At least the tower was able to transmit a landing vector, Prospero stated.
“We made it down safe.” Khepria’s eyes polarized silver when she moved up beside him. The dust was having an effect on her black-and-gray uniform as it did with Nero’s.
He turned and spied the three floors of cracked glass and crumbling brick that made up the port’s customs house. It was just meters from the terminal end of the Akanda’s ventral-port pylon. The structure was barely longer than the ship, and was dwarfed by the breadth of the ship’s pylon struts. Black weeds grew from cracks in the tarmac around the building, and a bright-yellow vine with maroon leaves snaked up one of the building’s corners.
“I guess they don’t take good care of their stuff here,” he said.
“I am just happy that they have a Cyberweb, limited though it is.
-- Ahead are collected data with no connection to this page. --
//! Configuration schema types for `beadgrid.toml`
//!
//! Defines the structure and validation rules for beadgrid defaults.

use serde::{Deserialize, Serialize};
use std::path::PathBuf;

use crate::color::Rgb;

/// Smallest and largest color count accepted for art mode
pub const MIN_ART_COLORS: usize = 2;
pub const MAX_ART_COLORS: usize = 256;

/// Largest preview scale factor
pub const MAX_PREVIEW_SCALE: u32 = 64;

/// Root configuration structure for `beadgrid.toml`
#[derive(Debug, Clone, Default, PartialEq, Serialize, Deserialize)]
pub struct BeadConfig {
    /// Palette-constrained pattern defaults
    #[serde(default)]
    pub pattern: PatternConfig,
    /// Free quantization defaults
    #[serde(default)]
    pub art: ArtConfig,
    /// PNG preview rendering
    #[serde(default)]
    pub preview: PreviewConfig,
}

/// `[pattern]` section
#[derive(Debug, Clone, PartialEq, Serialize, Deserialize)]
pub struct PatternConfig {
    /// Grid width in cells
    #[serde(default = "default_pattern_width")]
    pub width: u32,
    /// Series to build the palette from (most populous if unset)
    #[serde(default, skip_serializing_if = "Option::is_none")]
    pub series: Option<String>,
    /// Default color database, relative to the config file
    #[serde(default, skip_serializing_if = "Option::is_none")]
    pub database: Option<PathBuf>,
}

impl Default for PatternConfig {
    fn default() -> Self {
        Self {
            width: default_pattern_width(),
            series: None,
            database: None,
        }
    }
}

fn default_pattern_width() -> u32 {
    50
}

/// `[art]` section
#[derive(Debug, Clone, PartialEq, Serialize, Deserialize)]
pub struct ArtConfig {
    #[serde(default = "default_art_width")]
    pub width: u32,
    /// Maximum number of colors after quantization
    #[serde(default = "default_art_colors")]
    pub colors: usize,
}

impl Default for ArtConfig {
    fn default() -> Self {
        Self {
            width: default_art_width(),
            colors: default_art_colors(),
        }
    }
}

fn default_art_width() -> u32 {
    150
}

fn default_art_colors() -> usize {
    48
}

/// `[preview]` section
#[derive(Debug, Clone, PartialEq, Serialize, Deserialize)]
pub struct PreviewConfig {
    /// Pixels per cell
    #[serde(default = "default_scale")]
    pub scale: u32,
    /// Draw cell borders
    #[serde(default = "default_grid")]
    pub grid: bool,
    /// Border color as a hex string
    #[serde(default = "default_grid_color")]
    pub grid_color: String,
}

impl Default for PreviewConfig {
    fn default() -> Self {
        Self {
            scale: default_scale(),
            grid: default_grid(),
            grid_color: default_grid_color(),
        }
    }
}

impl PreviewConfig {
    /// Parsed grid line color, falling back to the default on bad input.
    pub fn grid_rgb(&self) -> Rgb {
        Rgb::from_hex(&self.grid_color).unwrap_or(Rgb::new(0xE0, 0xE0, 0xE0))
    }
}

fn default_scale() -> u32 {
    8
}

fn default_grid() -> bool {
    true
}

fn default_grid_color() -> String {
    "#E0E0E0".to_string()
}

/// A single validation problem
#[derive(Debug, Clone, PartialEq, Eq)]
pub struct ConfigValidationError {
    /// Dotted path to the invalid field (e.g., "art.colors")
    pub field: String,
    pub message: String,
}

impl std::fmt::Display for ConfigValidationError {
    fn fmt(&self, f: &mut std::fmt::Formatter<'_>) -> std::fmt::Result {
        write!(f, "beadgrid.toml: '{}' {}", self.field, self.message)
    }
}

impl BeadConfig {
    /// Validate the configuration and return any errors
    pub fn validate(&self) -> Vec<ConfigValidationError> {
        let mut errors = Vec::new();
        let mut fail = |field: &str, message: String| {
            errors.push(ConfigValidationError {
                field: field.to_string(),
                message,
            })
        };

        if self.pattern.width == 0 {
            fail("pattern.width", "must be a positive integer".to_string());
        }
        if self.art.width == 0 {
            fail("art.width", "must be a positive integer".to_string());
        }
        if !(MIN_ART_COLORS..=MAX_ART_COLORS).contains(&self.art.colors) {
            fail(
                "art.colors",
                format!("must be between {} and {}", MIN_ART_COLORS, MAX_ART_COLORS),
            );
        }
        if !(1..=MAX_PREVIEW_SCALE).contains(&self.preview.scale) {
            fail(
                "preview.scale",
                format!("must be between 1 and {}", MAX_PREVIEW_SCALE),
            );
        }
        if let Err(e) = Rgb::from_hex(&self.preview.grid_color) {
            fail("preview.grid_color", format!("is not a hex color ({})", e));
        }

        errors
    }
}

#[cfg(test)]
mod tests {
    use super::*;

    #[test]
    fn test_defaults() {
        let config = BeadConfig::default();
        assert_eq!(config.pattern.width, 50);
        assert_eq!(config.pattern.series, None);
        assert_eq!(config.art.width, 150);
        assert_eq!(config.art.colors, 48);
        assert_eq!(config.preview.scale, 8);
        assert!(config.preview.grid);
        assert_eq!(config.preview.grid_rgb(), Rgb::new(0xE0, 0xE0, 0xE0));
        assert!(config.validate().is_empty());
    }

    #[test]
    fn test_partial_sections_fill_defaults() {
        let config: BeadConfig = toml::from_str("[art]\ncolors = 16\n").unwrap();
        assert_eq!(config.art.colors, 16);
        assert_eq!(config.art.width, 150);
        assert_eq!(config.pattern, PatternConfig::default());
    }

    #[test]
    fn test_validate_reports_every_field() {
        let mut config = BeadConfig::default();
        config.pattern.width = 0;
        config.art.colors = 1;
        config.preview.scale = 65;
        config.preview.grid_color = "grey".to_string();

        let fields: Vec<String> = config.validate().into_iter().map(|e| e.field).collect();
        assert_eq!(
            fields,
            vec!["pattern.width", "art.colors", "preview.scale", "preview.grid_color"]
        );
    }

    #[test]
    fn test_validation_error_display() {
        let err = ConfigValidationError {
            field: "art.colors".to_string(),
            message: "bad".to_string(),
        };
        assert_eq!(err.to_string(), "beadgrid.toml: 'art.colors' bad");
    }
}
I’m still waiting for my query on the ‘Slyn to be resolved,” she said.
It is customary to pay a landing fee at most ports, however, the ship has yet to be asked for one by the control computer, Prospero added.
“Let’s check this out.” Nero’s feet made crunching soun
ds with every step he took towards the dilapidated building. A gust of wind showered his grizzled face with the same itchy dust that coated the bottom of his uniform.
“Unpleasant,” Khepria said from behind him, covering her eyes with one hand and curling her ears up so that they looked like two rolled up fleshy leaves rising from her temples.
Although the inside was little better than its facade, Nero was grateful to be under the port building’s moldy, flaking ceiling. The entrance, an ancient style glass and wood door, led them into the building’s reception area. A wooden desk with cracked paneling served as the centerpiece for the far wall. Four benches sat off to his right, illuminated piss-yellow by the light streaming in through the chamber’s two crusted windows. Inside, the musty smell was even worse than it was outside.
It took him the span of three steps to reach the desk and gaze over its chest-high rim. Beyond it was a meter-tall, greenish-brown, kidney-bean shaped plant. It had a nest of roots that flowed over the stool on which it sat, gathering in a nest on the floor below it.
“And all they can be bothered to greet us with is a plant.” He sighed. “We should’ve just landed in the forest.”
That would have been a breach of protocol, and the possibility of environmental damage was too great to risk it.
Khepria unfurled her ears, carefully preening them with her hands. “My query just got answered. As I suspected, this port doesn’t keep records past three years. We won’t be finding anything on the Katozi Slyn here.”
“This port doesn’t do much right at all. I expected more. The war hasn’t come to this planet quite yet, even though we’re on the Broghite border. I would have thought they’d keep the services running,” he said.
Look around you, Nero. They haven’t tended to this port in years. I don’t think Elmorus’ position in relation to the Broghite Commonwealth has much to do with it.